Однако за всем тем, сколько есть второстепенных причин, отчуждающих от Церкви не только злых, но и не совсем злых и даже вовсе не злых! Конечно, главная из таких причин заключается в бытовой отчужденности пастырей Церкви от общества: этой беде академия сразу помочь не сумеет, но на ее прямой ответственности лежит другая, весьма немаловажная причина духовной беспомощности тех отторженных или отторгаемых овец Христовых, которые Его ищут, но долго найти не могут. Это есть отчужденность церковной мысли от тех интересов – философских, моральных и общественных, – которыми живет общество. Здесь виновата уже не одна сословная разъединенность. Напротив, стремление слиться с обществом охватило многих духовных лиц, особенно в столицах, даже свыше желаемой меры, и что же? Попытка оказалась самой неудачной. Отцы либеральничали, а их осмеивали либеральные журналисты и называли институтками; отцы сентиментальничают, а их аудитории пустуют; отцы вдаются в смелый рационализм, а их слушатели в религиозно-философском обществе не могут взять в толк, о чем они собственно говорят. В 1890 году построили в Петербурге, а впоследствии в Москве и в Киеве огромные прекрасные залы для богословско-философских лекций интеллигентному обществу, и что же? Так и не могли устроить этих лекций при наличности академических корпораций, сотен законоучителей и пр. Пришлось усаживать на стулья зал старушек в платках и чуйке и читать им житие свт. Николая либо описание Соловецкого монастыря. Не спорим, полезно и последнее, но
Наше общество нуждается в теоретических основаниях для религии. Оно все шире знакомится с ее отрицанием на почве философской, естественнонаучной, социологической, экономической, исторической и даже экзегетической (Ренан или Толстой), а ответа со стороны академической науки оно не слышит, отчасти потому, что академия не умеет заставить себя слушать, отчасти же потому, что она этих ответов и не имеет. Отсюда исходный пункт нашей речи об академической науке и желательных преобразованиях в ее преподавании студентам и в ее развитии в трудах профессоров.

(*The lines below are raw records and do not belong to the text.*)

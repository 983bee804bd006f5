// Note session - the single owner of one open sticky note
// Every handler goes through here: history first, then persistence

use crate::chrome::{clampFontSize, nextOpacity, DragState, Shortcut};
use crate::history::EditHistory;
use crate::models::{NoteView, Settings};
use crate::storage::NoteStore;

/// Where the note text is displayed.
pub trait NoteSurface {
    /// Replace the displayed text. Hosts that raise their text-changed
    /// notification while the assignment is in progress return the text it carried.
    fn showText(&mut self, text: &str) -> Option<String>;
}

/// Logical window size and outer position
#[derive(Debug, Clone, Copy, PartialEq, Eq)]
pub struct WindowGeometry {
    pub width: u32,
    pub height: u32,
    pub x: i32,
    pub y: i32,
}

pub struct NoteSession<S, P> {
    history: EditHistory,
    settings: Settings,
    drag: DragState,
    surface: S,
    store: P,
}

impl<S: NoteSurface, P: NoteStore> NoteSession<S, P> {
    /// Load the note and settings from `store` and show the text.
    pub fn open(store: P, surface: S) -> Self {
        let settings = store.loadSettings();
        let text = store.loadNote();
        Self::new(store, surface, settings, text)
    }

    pub fn new(store: P, surface: S, settings: Settings, text: String) -> Self {
        tracing::info!(
            "[NoteSession::new] Opening note ({} bytes, font {}pt)",
            text.len(),
            settings.fontSize
        );
        let mut session = Self {
            history: EditHistory::new(text),
            settings: settings.sanitized(),
            drag: DragState::default(),
            surface,
            store,
        };
        let initial = session.history.current().to_string();
        session.display(&initial);
        session
    }

    // ============================================
    // EDIT HISTORY
    // ============================================

    /// Text-changed notification from the surface.
    /// Returns true when the text was a real edit.
    pub fn textChanged(&mut self, text: &str) -> bool {
        if !self.history.recordIfChanged(text) {
            return false;
        }
        self.persistNote();
        true
    }

    pub fn undo(&mut self) -> bool {
        let Some(previous) = self.history.undo().map(str::to_string) else {
            tracing::debug!("[undo] Already at the oldest state");
            return false;
        };
        self.display(&previous);
        self.persistNote();
        true
    }

    pub fn redo(&mut self) -> bool {
        let Some(next) = self.history.redo().map(str::to_string) else {
            tracing::debug!("[redo] Nothing to redo");
            return false;
        };
        self.display(&next);
        self.persistNote();
        true
    }

    /// Show `text` without it entering the history
    fn display(&mut self, text: &str) {
        let mut history = self.history.programmatic();
        if let Some(echo) = self.surface.showText(text) {
            history.recordIfChanged(&echo);
        }
    }

    // ============================================
    // WINDOW CHROME
    // ============================================

    pub fn cycleTransparency(&mut self) -> f64 {
        self.settings.opacity = nextOpacity(self.settings.opacity);
        tracing::debug!("[cycleTransparency] Opacity now {}", self.settings.opacity);
        self.settings.opacity
    }

    pub fn changeFontSize(&mut self, delta: f64) -> f64 {
        let size = clampFontSize(self.settings.fontSize + delta);
        if size != self.settings.fontSize {
            self.settings.fontSize = size;
            tracing::debug!("[changeFontSize] Font size now {}pt", size);
            self.persistSettings();
        }
        self.settings.fontSize
    }

    pub fn togglePin(&mut self) -> bool {
        self.settings.alwaysOnTop = !self.settings.alwaysOnTop;
        tracing::debug!("[togglePin] Always on top: {}", self.settings.alwaysOnTop);
        self.settings.alwaysOnTop
    }

    pub fn beginDrag(&mut self, x: f64, y: f64) {
        self.drag.begin(x, y);
    }

    /// Offset to move the window by, None when no drag is active
    pub fn dragTo(&mut self, x: f64, y: f64) -> Option<(f64, f64)> {
        self.drag.moveTo(x, y)
    }

    pub fn endDrag(&mut self) {
        self.drag.end();
    }

    /// Run the action bound to `shortcut`. Returns whether anything changed.
    pub fn handleShortcut(&mut self, shortcut: Shortcut) -> bool {
        match shortcut {
            Shortcut::Undo => self.undo(),
            Shortcut::Redo => self.redo(),
            Shortcut::CycleTransparency => {
                self.cycleTransparency();
                true
            }
            Shortcut::IncreaseFont | Shortcut::DecreaseFont => {
                let before = self.settings.fontSize;
                let delta = if shortcut == Shortcut::IncreaseFont { 1.0 } else { -1.0 };
                self.changeFontSize(delta) != before
            }
        }
    }

    pub fn updateGeometry(&mut self, geometry: WindowGeometry) {
        self.settings.width = geometry.width;
        self.settings.height = geometry.height;
        self.settings.x = Some(geometry.x);
        self.settings.y = Some(geometry.y);
    }

    // ============================================
    // LIFECYCLE
    // ============================================

    /// Flush note and settings before the window goes away
    pub fn close(&mut self) {
        tracing::info!("[close] Flushing note and settings");
        self.persistNote();
        self.persistSettings();
    }

    /// Close from the window: geometry is None when the window could not
    /// report a usable one (minimized), and the stored geometry is kept
    pub fn closeWithGeometry(&mut self, geometry: Option<WindowGeometry>) {
        if let Some(geometry) = geometry {
            self.updateGeometry(geometry);
        }
        self.close();
    }

    pub fn view(&self) -> NoteView {
        NoteView {
            text: self.history.current().to_string(),
            fontSize: self.settings.fontSize,
            opacity: self.settings.opacity,
            alwaysOnTop: self.settings.alwaysOnTop,
            canUndo: self.history.canUndo(),
            canRedo: self.history.canRedo(),
        }
    }

    pub fn settings(&self) -> &Settings {
        &self.settings
    }

    pub fn history(&self) -> &EditHistory {
        &self.history
    }

    pub fn surface(&self) -> &S {
        &self.surface
    }

    pub fn store(&self) -> &P {
        &self.store
    }

    // Write failures are logged and otherwise ignored; history is never rolled back
    fn persistNote(&self) {
        if let Err(e) = self.store.saveNote(self.history.current()) {
            tracing::warn!("[persistNote] Failed to save note: {}", e);
        }
    }

    fn persistSettings(&self) {
        if let Err(e) = self.store.saveSettings(&self.settings) {
            tracing::warn!("[persistSettings] Failed to save settings: {}", e);
        }
    }
}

Мостом между богословием и мирскою наукой является основное богословие, или апологетика, или так называемое «Введение в богословие»; но апологетический элемент входит во все отрасли богословских наук, т. е. и в Священное Писание, и в историю Церкви, и во все системы различных богословии; можно сказать, что он преобладает во всех этих курсах настолько, что стесняет, суживает собою изложение самого положительного содержания курса. Но что же? Этот господствующий в богословии элемент, а равно и сама кафедра апологетики, идет ровно на полвека сзади за современным течением мысли; мало того: она не подает надежды двинуться вперед вот уже в продолжение 35 лет, именно с тех пор, как появилась серия переводов с немецких и отчасти французских и английских апологий протоиерея Заркевича. Наша наука борется с тенями умерших. Она как будто не слыхала, что уже не материалист Фогт господствует над умами, а Л. Толстой, Маркс, В. Соловьев, Ницше, декаденты и пр. Ведь это не имена отдельных писателей: это целые учения, целые системы, разработанные большими школами ученых, проникшие и в эмпирическую науку, и в литературу, и в университетскую и газетную веру, т. е. обратившиеся уже в живое предание, принимаемые прямо целиком молодыми головами как объединительный общественный катехизис, как то настроение широкой среды, в которую вступает каждый студент, каждый интеллигент.